Editorial: Vineyard 48 stretched the meaning of ‘agritainment’

To the residents who live nearby, Vineyard 48 in Cutchogue has been an awful neighbor. Incidents reported by neighbors and those investigated by Southold police show that guests at the vineyard act badly even in plain sight and don’t seem to care what anyone thinks.

These incidents – couples having sex out in the open, fights between “extremely intoxicated” people, drinkers so bombed they had to be transported to the hospital and people downing sangria out of buckets, to name a few — have given new meaning to the term “agritainment.”

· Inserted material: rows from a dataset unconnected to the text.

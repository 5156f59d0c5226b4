//! Product configuration records and the stores that persist them.
use std::collections::{BTreeMap, HashMap};
use std::path::{Path, PathBuf};
use std::sync::atomic::{AtomicUsize, Ordering};

use async_trait::async_trait;
use serde::{Deserialize, Serialize};
use tokio::sync::RwLock;
use tracing::debug;

use crate::error::ConfigError;

pub const NAMESPACE_KEY: &str = "NAMESPACE";
pub const REALM_KEY: &str = "REALM";
pub const HOST_KEY: &str = "HOST";
pub const VERSION_KEY: &str = "VERSION";
pub const OPERATOR_VERSION_KEY: &str = "OPERATOR";
pub const TEMPLATE_LIST_KEY: &str = "TEMPLATE_LIST";
pub const LABEL_SELECTOR_KEY: &str = "LABEL_SELECTOR";

pub const DEFAULT_LABEL_SELECTOR: &str = "middleware";

/// String key/value configuration owned by a single product.
///
/// ```
/// use sso_core::ProductConfig;
///
/// let mut config = ProductConfig::new("rhsso");
/// assert_eq!(config.label_selector(), "middleware");
/// config.set_template_list(["kube-state-metrics", "endpoints"]);
/// assert_eq!(config.template_list(), vec!["kube-state-metrics", "endpoints"]);
/// ```
#[derive(Debug, Clone, Default, PartialEq, Eq, Serialize, Deserialize)]
pub struct ProductConfig {
    product: String,
    #[serde(default)]
    values: BTreeMap<String, String>,
}

impl ProductConfig {
    pub fn new(product: impl Into<String>) -> Self {
        Self {
            product: product.into(),
            values: BTreeMap::new(),
        }
    }

    pub fn with_values(mut self, values: BTreeMap<String, String>) -> Self {
        self.values = values;
        self
    }

    pub fn product_name(&self) -> &str {
        &self.product
    }

    pub fn values(&self) -> &BTreeMap<String, String> {
        &self.values
    }

    pub fn get(&self, key: &str) -> &str {
        self.values.get(key).map(String::as_str).unwrap_or_default()
    }

    pub fn set(&mut self, key: &str, value: impl Into<String>) {
        self.values.insert(key.to_string(), value.into());
    }

    pub fn namespace(&self) -> &str {
        self.get(NAMESPACE_KEY)
    }

    pub fn set_namespace(&mut self, namespace: impl Into<String>) {
        self.set(NAMESPACE_KEY, namespace);
    }

    pub fn realm(&self) -> &str {
        self.get(REALM_KEY)
    }

    pub fn set_realm(&mut self, realm: impl Into<String>) {
        self.set(REALM_KEY, realm);
    }

    pub fn host(&self) -> &str {
        self.get(HOST_KEY)
    }

    pub fn set_host(&mut self, host: impl Into<String>) {
        self.set(HOST_KEY, host);
    }

    pub fn product_version(&self) -> &str {
        self.get(VERSION_KEY)
    }

    pub fn set_product_version(&mut self, version: impl Into<String>) {
        self.set(VERSION_KEY, version);
    }

    pub fn operator_version(&self) -> &str {
        self.get(OPERATOR_VERSION_KEY)
    }

    pub fn set_operator_version(&mut self, version: impl Into<String>) {
        self.set(OPERATOR_VERSION_KEY, version);
    }

    pub fn template_list(&self) -> Vec<String> {
        self.get(TEMPLATE_LIST_KEY)
            .split(',')
            .map(str::trim)
            .filter(|name| !name.is_empty())
            .map(str::to_string)
            .collect()
    }

    pub fn set_template_list<I, S>(&mut self, templates: I)
    where
        I: IntoIterator<Item = S>,
        S: AsRef<str>,
    {
        let joined = templates
            .into_iter()
            .map(|t| t.as_ref().to_string())
            .collect::<Vec<_>>()
            .join(",");
        self.set(TEMPLATE_LIST_KEY, joined);
    }

    pub fn label_selector(&self) -> &str {
        match self.get(LABEL_SELECTOR_KEY) {
            "" => DEFAULT_LABEL_SELECTOR,
            selector => selector,
        }
    }

    pub fn set_label_selector(&mut self, selector: impl Into<String>) {
        self.set(LABEL_SELECTOR_KEY, selector);
    }
}

/// Read-modify-write store for product configuration. Callers must hold the
/// only writer for a product; the store provides no locking across calls.
#[async_trait]
pub trait ConfigStore: Send + Sync {
    /// Returns the stored configuration, or an empty record for an unknown product.
    async fn read(&self, product: &str) -> Result<ProductConfig, ConfigError>;
    async fn write(&self, config: &ProductConfig) -> Result<(), ConfigError>;
}

#[derive(Default)]
pub struct InMemoryConfigStore {
    records: RwLock<HashMap<String, ProductConfig>>,
    writes: AtomicUsize,
}

impl InMemoryConfigStore {
    pub fn new() -> Self {
        Self::default()
    }

    pub fn with_configs(configs: impl IntoIterator<Item = ProductConfig>) -> Self {
        let records = configs
            .into_iter()
            .map(|config| (config.product.clone(), config))
            .collect();
        Self {
            records: RwLock::new(records),
            writes: AtomicUsize::new(0),
        }
    }

    /// Number of successful writes since construction.
    pub fn write_count(&self) -> usize {
        self.writes.load(Ordering::SeqCst)
    }

    pub async fn all(&self) -> Vec<ProductConfig> {
        let mut configs: Vec<_> = self.records.read().await.values().cloned().collect();
        configs.sort_by(|a, b| a.product.cmp(&b.product));
        configs
    }
}

#[async_trait]
impl ConfigStore for InMemoryConfigStore {
    async fn read(&self, product: &str) -> Result<ProductConfig, ConfigError> {
        Ok(self
            .records
            .read()
            .await
            .get(product)
            .cloned()
            .unwrap_or_else(|| ProductConfig::new(product)))
    }

    async fn write(&self, config: &ProductConfig) -> Result<(), ConfigError> {
        self.records
            .write()
            .await
            .insert(config.product.clone(), config.clone());
        self.writes.fetch_add(1, Ordering::SeqCst);
        Ok(())
    }
}

/// Persists every product's configuration as a single pretty-printed JSON map.
pub struct FileConfigStore {
    path: PathBuf,
    lock: RwLock<()>,
}

impl FileConfigStore {
    pub fn new(path: impl Into<PathBuf>) -> Self {
        Self {
            path: path.into(),
            lock: RwLock::new(()),
        }
    }

    pub fn path(&self) -> &Path {
        &self.path
    }

    async fn load(
        &self,
        product: &str,
    ) -> Result<BTreeMap<String, BTreeMap<String, String>>, ConfigError> {
        let raw = match tokio::fs::read_to_string(&self.path).await {
            Ok(raw) => raw,
            Err(err) if err.kind() == std::io::ErrorKind::NotFound => return Ok(BTreeMap::new()),
            Err(err) => {
                return Err(ConfigError::Read {
                    product: product.to_string(),
                    reason: format!("read {}: {err}", self.path.display()),
                });
            }
        };
        serde_json::from_str(&raw).map_err(|err| ConfigError::Read {
            product: product.to_string(),
            reason: format!("parse {}: {err}", self.path.display()),
        })
    }
}

#[async_trait]
impl ConfigStore for FileConfigStore {
    async fn read(&self, product: &str) -> Result<ProductConfig, ConfigError> {
        let _guard = self.lock.read().await;
        let mut products = self.load(product).await?;
        let values = products.remove(product).unwrap_or_default();
        Ok(ProductConfig::new(product).with_values(values))
    }

    async fn write(&self, config: &ProductConfig) -> Result<(), ConfigError> {
        let _guard = self.lock.write().await;
        let product = config.product_name();
        let write_err = |reason: String| ConfigError::Write {
            product: product.to_string(),
            reason,
        };
        let mut products = self.load(product).await?;
        products.insert(product.to_string(), config.values.clone());
        let payload = serde_json::to_string_pretty(&products)
            .map_err(|err| write_err(format!("serialize: {err}")))?;
        if let Some(parent) = self.path.parent().filter(|p| !p.as_os_str().is_empty()) {
            tokio::fs::create_dir_all(parent)
                .await
                .map_err(|err| write_err(format!("create {}: {err}", parent.display())))?;
        }
        tokio::fs::write(&self.path, payload)
            .await
            .map_err(|err| write_err(format!("write {}: {err}", self.path.display())))?;
        debug!(product, path = %self.path.display(), "persisted product config");
        Ok(())
    }
}

#[cfg(test)]
mod tests {
    use super::*;

    #[test]
    fn template_list_ignores_blank_entries() {
        let mut config = ProductConfig::new("rhsso");
        config.set(TEMPLATE_LIST_KEY, "a, ,b,");
        assert_eq!(config.template_list(), vec!["a", "b"]);
    }

    #[test]
    fn label_selector_falls_back_to_default() {
        let mut config = ProductConfig::new("rhsso");
        config.set_label_selector("");
        assert_eq!(config.label_selector(), DEFAULT_LABEL_SELECTOR);
        config.set_label_selector("sso");
        assert_eq!(config.label_selector(), "sso");
    }

    #[tokio::test]
    async fn in_memory_store_returns_empty_config_for_unknown_product() {
        let store = InMemoryConfigStore::new();
        let config = store.read("monitoring").await.unwrap();
        assert_eq!(config.product_name(), "monitoring");
        assert!(config.values().is_empty());
        assert_eq!(store.write_count(), 0);
    }
}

At this vineyard, forget the somewhat snooty concept of “wine tasting.” That is not what has gone on there. Recent police reports and social media posts of people having their idea of fun at Vineyard 48 are what sends chills down the spines of North Fork residents who welcome vineyards because they are beautiful and save precious farmland but abhor the crowds, rowdy behavior, noise and mile-long limos trying to make U-turns on country roads.

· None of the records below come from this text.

//! Phase values shared by every reconciliation stage.
use std::fmt;

use serde::{Deserialize, Serialize};

use crate::error::ReconcileError;

/// Coarse outcome reported to the installation status.
#[derive(Debug, Clone, Copy, PartialEq, Eq, Hash, Serialize, Deserialize)]
#[serde(rename_all = "lowercase")]
pub enum StatusPhase {
    Completed,
    #[serde(rename = "in progress")]
    InProgress,
    Failed,
}

impl StatusPhase {
    pub fn as_str(&self) -> &'static str {
        match self {
            StatusPhase::Completed => "completed",
            StatusPhase::InProgress => "in progress",
            StatusPhase::Failed => "failed",
        }
    }
}

impl fmt::Display for StatusPhase {
    fn fmt(&self, f: &mut fmt::Formatter<'_>) -> fmt::Result {
        f.write_str(self.as_str())
    }
}

/// Tagged result of a single stage.
///
/// ```
/// use sso_core::{StageOutcome, StatusPhase};
///
/// let waiting = StageOutcome::in_progress("namespace rhsso not ready");
/// assert_eq!(waiting.phase(), StatusPhase::InProgress);
/// assert!(!waiting.is_completed());
/// ```
#[derive(Debug)]
pub enum StageOutcome {
    Completed,
    InProgress(String),
    Failed(ReconcileError),
}

impl StageOutcome {
    pub fn in_progress(reason: impl Into<String>) -> Self {
        StageOutcome::InProgress(reason.into())
    }

    pub fn phase(&self) -> StatusPhase {
        match self {
            StageOutcome::Completed => StatusPhase::Completed,
            StageOutcome::InProgress(_) => StatusPhase::InProgress,
            StageOutcome::Failed(_) => StatusPhase::Failed,
        }
    }

    pub fn is_completed(&self) -> bool {
        matches!(self, StageOutcome::Completed)
    }

    pub fn error(&self) -> Option<&ReconcileError> {
        match self {
            StageOutcome::Failed(err) => Some(err),
            _ => None,
        }
    }

    /// Converts a collaborator-reported phase into an outcome, using `reason`
    /// for anything that is not `Completed`.
    pub fn from_phase(phase: StatusPhase, reason: impl Into<String>) -> Self {
        match phase {
            StatusPhase::Completed => StageOutcome::Completed,
            StatusPhase::InProgress => StageOutcome::InProgress(reason.into()),
            StatusPhase::Failed => {
                StageOutcome::Failed(ReconcileError::Collaborator(anyhow::anyhow!(reason.into())))
            }
        }
    }
}

impl From<Result<StageOutcome, ReconcileError>> for StageOutcome {
    fn from(result: Result<StageOutcome, ReconcileError>) -> Self {
        result.unwrap_or_else(StageOutcome::Failed)
    }
}

#[cfg(test)]
mod tests {
    use super::*;

    #[test]
    fn failed_results_flatten_into_outcome() {
        let result: Result<StageOutcome, ReconcileError> =
            Err(ReconcileError::Collaborator(anyhow::anyhow!("boom")));
        let outcome = StageOutcome::from(result);
        assert_eq!(outcome.phase(), StatusPhase::Failed);
        assert_eq!(outcome.error().map(ToString::to_string).as_deref(), Some("boom"));
    }

    #[test]
    fn phase_serializes_with_status_names() {
        let value = serde_json::to_value(StatusPhase::InProgress).unwrap();
        assert_eq!(value, serde_json::json!("in progress"));
        let parsed: StatusPhase = serde_json::from_value(serde_json::json!("completed")).unwrap();
        assert_eq!(parsed, StatusPhase::Completed);
    }
}
//! Identity provider entries and the first-write-wins merge into a realm.
use std::collections::BTreeMap;

use serde::{Deserialize, Serialize};

/// One federated login source attached to a realm. `alias` is unique within
/// the realm's provider list.
#[derive(Debug, Clone, Default, PartialEq, Eq, Serialize, Deserialize)]
#[serde(rename_all = "camelCase")]
pub struct IdentityProvider {
    pub alias: String,
    pub provider_id: String,
    #[serde(default)]
    pub enabled: bool,
    #[serde(default)]
    pub trust_email: bool,
    #[serde(default)]
    pub store_token: bool,
    #[serde(default)]
    pub add_read_token_role_on_create: bool,
    #[serde(default)]
    pub link_only: bool,
    #[serde(default)]
    pub first_broker_login_flow_alias: String,
    #[serde(default)]
    pub config: BTreeMap<String, String>,
}

pub fn contains_provider(providers: &[IdentityProvider], alias: &str) -> bool {
    providers.iter().any(|p| p.alias == alias)
}

/// Appends `entry` unless a provider with the same alias is already present.
///
/// The existing entry always wins, so changed settings such as a rotated
/// client secret are not applied to a provider that already exists. Returns
/// whether the entry was added.
///
/// ```
/// use sso_core::{IdentityProvider, merge_provider};
///
/// let mut providers = Vec::new();
/// let github = IdentityProvider { alias: "github".into(), ..Default::default() };
/// assert!(merge_provider(&mut providers, github.clone()));
/// assert!(!merge_provider(&mut providers, github));
/// assert_eq!(providers.len(), 1);
/// ```
pub fn merge_provider(providers: &mut Vec<IdentityProvider>, entry: IdentityProvider) -> bool {
    if contains_provider(providers, &entry.alias) {
        return false;
    }
    providers.push(entry);
    true
}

Critics of agritainment — such as the Orient residents who came out en masse to oppose construction of an oversized barn on farmland owned by Fresh & Co. — have grown louder on the North Fork. It seems the pendulum has begun to swing the other way. Vineyard owners should take notice. The once uniform support for saving farmland and allowing the new “farmers” to do what they needed to do to make money is being replaced by a more jaundiced eye.

The New York State Liquor Authority revoked Vineyard 48’s liquor license last week after yet another round of people behaving badly brought in neighbors’ complaints and Southold police to break up fights between drunks. By these reports, Vineyard 48 isn’t so much a winery where people taste samples and hear explanations of the word “terroir” as it is a full-blown, fall to the floor saloon.

Sangria in a bucket?

The parties are next due in court on Oct. 26. Until then, the vineyard will remain closed. This is certainly good news for the neighbors. An SLA press release described a Sept. 30 brawl that involved “400 disorderly, heavily intoxicated patrons … shoving and screaming at one another.”

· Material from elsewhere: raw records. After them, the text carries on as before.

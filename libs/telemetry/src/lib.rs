//! Logging setup shared by the SSO engine binaries: an env-filtered
//! `tracing` subscriber with text or JSON output and optional OTLP span export.

mod config;
mod tracing_init;

use anyhow::Result;

pub use config::{TelemetryConfig, TelemetryProtocol};
pub use tracing_init::init_tracing;

/// Installs the subscriber configured from the environment (`RUST_LOG`,
/// `LOG_FORMAT`, `ENABLE_OTEL`, `OTEL_EXPORTER_OTLP_*`).
pub fn install(service_name: &str, service_version: &str) -> Result<()> {
    init_tracing(&TelemetryConfig::from_env(service_name, service_version))
}
//! Namespace and operator-subscription collaborators.
use std::collections::{BTreeMap, BTreeSet};
use std::sync::atomic::{AtomicBool, AtomicUsize, Ordering};

use anyhow::Result;
use async_trait::async_trait;
use serde::{Deserialize, Serialize};
use tokio::sync::RwLock;

use crate::phase::StatusPhase;

#[async_trait]
pub trait NamespaceManager: Send + Sync {
    /// Creates the namespace if needed; `InProgress` until it is usable.
    async fn ensure(&self, namespace: &str, owner: &str) -> Result<StatusPhase>;
    /// `InProgress` while deletion is still running.
    async fn remove(&self, namespace: &str) -> Result<StatusPhase>;
}

/// Operator package to install into a namespace.
#[derive(Debug, Clone, Default, PartialEq, Eq, Serialize, Deserialize)]
#[serde(rename_all = "camelCase")]
pub struct SubscriptionTarget {
    pub package: String,
    pub channel: String,
    pub namespace: String,
    pub manifest_package: String,
}

#[async_trait]
pub trait SubscriptionManager: Send + Sync {
    /// `InProgress` until the package's catalog reports it installed.
    async fn ensure(&self, target: &SubscriptionTarget) -> Result<StatusPhase>;
}

#[derive(Debug, Clone, Default, PartialEq, Eq, Serialize, Deserialize)]
pub struct NamespaceRecord {
    pub name: String,
    #[serde(default)]
    pub owner: Option<String>,
    #[serde(default)]
    pub ready: bool,
}

#[derive(Default)]
pub struct InMemoryNamespaces {
    namespaces: RwLock<BTreeMap<String, NamespaceRecord>>,
    pending: RwLock<BTreeSet<String>>,
    draining: RwLock<BTreeSet<String>>,
    ensure_calls: AtomicUsize,
}

impl InMemoryNamespaces {
    pub fn new() -> Self {
        Self::default()
    }

    pub fn with_namespaces(records: impl IntoIterator<Item = NamespaceRecord>) -> Self {
        Self {
            namespaces: RwLock::new(records.into_iter().map(|r| (r.name.clone(), r)).collect()),
            ..Self::default()
        }
    }

    /// Keeps `namespace` reporting `InProgress` until [`Self::set_ready`].
    pub async fn hold_pending(&self, namespace: &str) {
        self.pending.write().await.insert(namespace.to_string());
        if let Some(record) = self.namespaces.write().await.get_mut(namespace) {
            record.ready = false;
        }
    }

    pub async fn set_ready(&self, namespace: &str) {
        self.pending.write().await.remove(namespace);
        if let Some(record) = self.namespaces.write().await.get_mut(namespace) {
            record.ready = true;
        }
    }

    /// Keeps removal of `namespace` reporting `InProgress` until
    /// [`Self::finish_removal`].
    pub async fn hold_removal(&self, namespace: &str) {
        self.draining.write().await.insert(namespace.to_string());
    }

    pub async fn finish_removal(&self, namespace: &str) {
        self.draining.write().await.remove(namespace);
    }

    pub async fn exists(&self, namespace: &str) -> bool {
        self.namespaces.read().await.contains_key(namespace)
    }

    pub async fn all(&self) -> Vec<NamespaceRecord> {
        self.namespaces.read().await.values().cloned().collect()
    }

    pub fn ensure_calls(&self) -> usize {
        self.ensure_calls.load(Ordering::SeqCst)
    }
}

#[async_trait]
impl NamespaceManager for InMemoryNamespaces {
    async fn ensure(&self, namespace: &str, owner: &str) -> Result<StatusPhase> {
        self.ensure_calls.fetch_add(1, Ordering::SeqCst);
        let pending = self.pending.read().await.contains(namespace);
        let mut namespaces = self.namespaces.write().await;
        let record = namespaces
            .entry(namespace.to_string())
            .or_insert_with(|| NamespaceRecord {
                name: namespace.to_string(),
                owner: Some(owner.to_string()),
                ready: !pending,
            });
        Ok(if record.ready {
            StatusPhase::Completed
        } else {
            StatusPhase::InProgress
        })
    }

    async fn remove(&self, namespace: &str) -> Result<StatusPhase> {
        if self.draining.read().await.contains(namespace) {
            return Ok(StatusPhase::InProgress);
        }
        self.namespaces.write().await.remove(namespace);
        Ok(StatusPhase::Completed)
    }
}

pub struct InMemorySubscriptions {
    installed: RwLock<BTreeMap<String, SubscriptionTarget>>,
    catalog_ready: AtomicBool,
    ensure_calls: AtomicUsize,
}

impl Default for InMemorySubscriptions {
    fn default() -> Self {
        Self {
            installed: RwLock::new(BTreeMap::new()),
            catalog_ready: AtomicBool::new(true),
            ensure_calls: AtomicUsize::new(0),
        }
    }
}

impl InMemorySubscriptions {
    pub fn new() -> Self {
        Self::default()
    }

    pub fn with_installed(targets: impl IntoIterator<Item = SubscriptionTarget>) -> Self {
        Self {
            installed: RwLock::new(targets.into_iter().map(|t| (t.package.clone(), t)).collect()),
            ..Self::default()
        }
    }

    pub fn set_catalog_ready(&self, ready: bool) {
        self.catalog_ready.store(ready, Ordering::SeqCst);
    }

    pub async fn installed(&self) -> Vec<SubscriptionTarget> {
        self.installed.read().await.values().cloned().collect()
    }

    pub fn ensure_calls(&self) -> usize {
        self.ensure_calls.load(Ordering::SeqCst)
    }
}

#[async_trait]
impl SubscriptionManager for InMemorySubscriptions {
    async fn ensure(&self, target: &SubscriptionTarget) -> Result<StatusPhase> {
        self.ensure_calls.fetch_add(1, Ordering::SeqCst);
        self.installed
            .write()
            .await
            .insert(target.package.clone(), target.clone());
        Ok(if self.catalog_ready.load(Ordering::SeqCst) {
            StatusPhase::Completed
        } else {
            StatusPhase::InProgress
        })
    }
}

Six Southold police officers responded. Alarmed by the size of the crowd, the patrol sergeant on duty made a bold call and ordered the place shut for the afternoon. An attorney for the SLA said Vineyard 48 “has amassed a disturbing record of serving patrons far beyond the point of extreme intoxication, straining police resources and wreaking havoc on their neighbors and surrounding community.”

So much for terroir.

Southold Supervisor Scott Russell, perhaps summing up the frustration so many town residents now feel about the direction agritainment has taken, said of Vineyard 48: “…let’s all agree to never again use the word ‘winery’ or ‘vineyard’ when referring to them. I don’t even think we should use ‘bar’ out of respect to bars everywhere.”

Predictably, Peter Sullivan, the lawyer for the vineyard, said the allegations about his client are fake news. He mocked police reports of the Sept. 30 incident. He vowed he would get the suspension of the liquor license overturned.

If he succeeds at that, Southold is going to have to take a hard look at what it wants from all the places where people go on the North Fork for entertainment in the country. Out of concern for their own futures, winery and brewery owners should support that hard look and offer solutions before residents turn out officials who won’t act and vote in people who will.